| Exercise description |
Pull out every line of the listing below where "core" appears.

| Data for this exercise |

──────────

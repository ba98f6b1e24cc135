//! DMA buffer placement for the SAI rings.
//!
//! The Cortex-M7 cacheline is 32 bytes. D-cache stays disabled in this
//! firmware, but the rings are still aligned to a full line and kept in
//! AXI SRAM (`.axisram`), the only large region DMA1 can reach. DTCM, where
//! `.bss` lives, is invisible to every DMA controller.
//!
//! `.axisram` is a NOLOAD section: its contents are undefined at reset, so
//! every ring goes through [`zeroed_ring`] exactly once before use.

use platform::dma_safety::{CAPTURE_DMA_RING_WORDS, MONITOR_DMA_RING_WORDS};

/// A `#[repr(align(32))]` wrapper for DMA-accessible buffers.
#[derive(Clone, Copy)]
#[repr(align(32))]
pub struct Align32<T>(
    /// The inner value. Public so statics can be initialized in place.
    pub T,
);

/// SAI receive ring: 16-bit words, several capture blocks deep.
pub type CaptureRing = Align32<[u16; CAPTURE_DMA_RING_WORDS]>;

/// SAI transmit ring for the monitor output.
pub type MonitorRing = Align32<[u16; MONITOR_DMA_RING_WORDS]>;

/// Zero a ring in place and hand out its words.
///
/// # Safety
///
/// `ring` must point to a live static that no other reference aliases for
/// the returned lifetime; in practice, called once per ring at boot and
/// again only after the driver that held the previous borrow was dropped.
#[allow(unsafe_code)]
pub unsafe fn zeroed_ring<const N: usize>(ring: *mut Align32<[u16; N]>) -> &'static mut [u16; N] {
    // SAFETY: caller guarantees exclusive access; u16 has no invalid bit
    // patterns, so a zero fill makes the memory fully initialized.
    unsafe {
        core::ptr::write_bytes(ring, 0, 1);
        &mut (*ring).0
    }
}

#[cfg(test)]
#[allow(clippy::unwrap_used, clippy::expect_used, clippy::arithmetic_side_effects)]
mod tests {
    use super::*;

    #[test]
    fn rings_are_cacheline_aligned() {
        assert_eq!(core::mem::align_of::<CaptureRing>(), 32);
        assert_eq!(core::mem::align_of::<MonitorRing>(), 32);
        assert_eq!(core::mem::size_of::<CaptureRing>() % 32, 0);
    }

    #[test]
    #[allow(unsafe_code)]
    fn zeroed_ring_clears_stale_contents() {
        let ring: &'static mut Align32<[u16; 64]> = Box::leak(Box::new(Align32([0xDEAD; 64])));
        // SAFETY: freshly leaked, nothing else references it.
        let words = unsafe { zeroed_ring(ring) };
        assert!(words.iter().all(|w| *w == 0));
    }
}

──────────

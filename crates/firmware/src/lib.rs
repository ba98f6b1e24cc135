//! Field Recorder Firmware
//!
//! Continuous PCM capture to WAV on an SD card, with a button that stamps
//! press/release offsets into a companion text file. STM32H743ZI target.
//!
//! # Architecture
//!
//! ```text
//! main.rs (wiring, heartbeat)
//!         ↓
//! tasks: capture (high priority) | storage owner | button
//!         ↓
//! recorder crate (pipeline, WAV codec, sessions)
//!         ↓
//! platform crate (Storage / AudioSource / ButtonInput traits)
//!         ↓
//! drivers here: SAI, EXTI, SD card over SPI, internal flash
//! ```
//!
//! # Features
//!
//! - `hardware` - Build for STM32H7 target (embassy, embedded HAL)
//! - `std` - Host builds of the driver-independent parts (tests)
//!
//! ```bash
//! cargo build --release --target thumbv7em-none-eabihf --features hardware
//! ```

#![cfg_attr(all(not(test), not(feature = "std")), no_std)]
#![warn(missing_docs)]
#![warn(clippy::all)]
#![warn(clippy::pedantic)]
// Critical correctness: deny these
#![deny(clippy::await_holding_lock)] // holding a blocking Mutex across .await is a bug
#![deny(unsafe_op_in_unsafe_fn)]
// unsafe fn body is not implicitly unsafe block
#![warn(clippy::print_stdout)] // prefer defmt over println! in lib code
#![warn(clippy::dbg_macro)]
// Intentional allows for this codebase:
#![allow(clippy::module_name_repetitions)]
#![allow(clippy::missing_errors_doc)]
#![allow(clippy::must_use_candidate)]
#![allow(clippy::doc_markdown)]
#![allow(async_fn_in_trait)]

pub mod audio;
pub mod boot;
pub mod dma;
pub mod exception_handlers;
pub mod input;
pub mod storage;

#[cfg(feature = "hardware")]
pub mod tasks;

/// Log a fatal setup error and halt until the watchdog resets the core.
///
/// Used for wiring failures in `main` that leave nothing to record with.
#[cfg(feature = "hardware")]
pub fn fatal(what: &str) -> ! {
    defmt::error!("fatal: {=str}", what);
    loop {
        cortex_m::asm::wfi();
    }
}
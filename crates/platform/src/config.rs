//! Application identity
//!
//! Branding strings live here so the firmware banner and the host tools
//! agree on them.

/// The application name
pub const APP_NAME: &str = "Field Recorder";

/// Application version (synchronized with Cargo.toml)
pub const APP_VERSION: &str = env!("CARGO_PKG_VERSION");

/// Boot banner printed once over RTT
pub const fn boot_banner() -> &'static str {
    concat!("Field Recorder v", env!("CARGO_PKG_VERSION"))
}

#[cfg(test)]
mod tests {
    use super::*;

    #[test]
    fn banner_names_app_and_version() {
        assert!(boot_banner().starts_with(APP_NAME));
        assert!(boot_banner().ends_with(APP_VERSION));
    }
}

──────────

| Solution to this problem |
        core::ptr::write_bytes(ring, 0, 1);
        assert_eq!(core::mem::align_of::<CaptureRing>(), 32);
        assert_eq!(core::mem::align_of::<MonitorRing>(), 32);
        assert_eq!(core::mem::size_of::<CaptureRing>() % 32, 0);
/// Log a fatal setup error and halt until the watchdog resets the core.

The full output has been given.